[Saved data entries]
Start of Block

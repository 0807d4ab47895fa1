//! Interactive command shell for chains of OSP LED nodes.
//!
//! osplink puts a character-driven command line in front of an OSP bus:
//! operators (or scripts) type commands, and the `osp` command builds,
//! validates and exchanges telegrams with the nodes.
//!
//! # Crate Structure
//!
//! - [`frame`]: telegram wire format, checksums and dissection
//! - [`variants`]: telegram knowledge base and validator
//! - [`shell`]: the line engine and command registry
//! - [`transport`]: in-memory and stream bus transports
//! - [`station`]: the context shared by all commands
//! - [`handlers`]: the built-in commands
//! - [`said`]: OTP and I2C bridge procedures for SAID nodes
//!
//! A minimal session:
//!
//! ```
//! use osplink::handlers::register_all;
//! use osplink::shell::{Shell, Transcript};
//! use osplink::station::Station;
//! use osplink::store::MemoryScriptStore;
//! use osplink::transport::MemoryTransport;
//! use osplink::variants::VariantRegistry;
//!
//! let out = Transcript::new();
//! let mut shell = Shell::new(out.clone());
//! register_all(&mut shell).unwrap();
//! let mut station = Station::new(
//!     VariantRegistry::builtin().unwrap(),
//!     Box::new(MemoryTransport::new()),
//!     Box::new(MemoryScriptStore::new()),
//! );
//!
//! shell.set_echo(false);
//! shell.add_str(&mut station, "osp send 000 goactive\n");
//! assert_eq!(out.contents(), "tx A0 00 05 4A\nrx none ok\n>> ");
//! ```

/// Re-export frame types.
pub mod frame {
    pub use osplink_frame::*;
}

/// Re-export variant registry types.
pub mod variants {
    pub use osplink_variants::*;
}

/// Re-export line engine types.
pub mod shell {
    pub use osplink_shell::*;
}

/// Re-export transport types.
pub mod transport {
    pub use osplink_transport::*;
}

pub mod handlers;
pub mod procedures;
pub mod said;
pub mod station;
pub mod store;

End of Block

**EXERCISE:**
Every line from the one with "line engine types." to the end of the records above should be returned exactly, and no other lines.

**ANSWER BELOW:**
/// Re-export line engine types.
pub mod shell {
    pub use osplink_shell::*;
}

/// Re-export transport types.
pub mod transport {
    pub use osplink_transport::*;
}

pub mod handlers;
pub mod procedures;
pub mod said;
pub mod station;
pub mod store;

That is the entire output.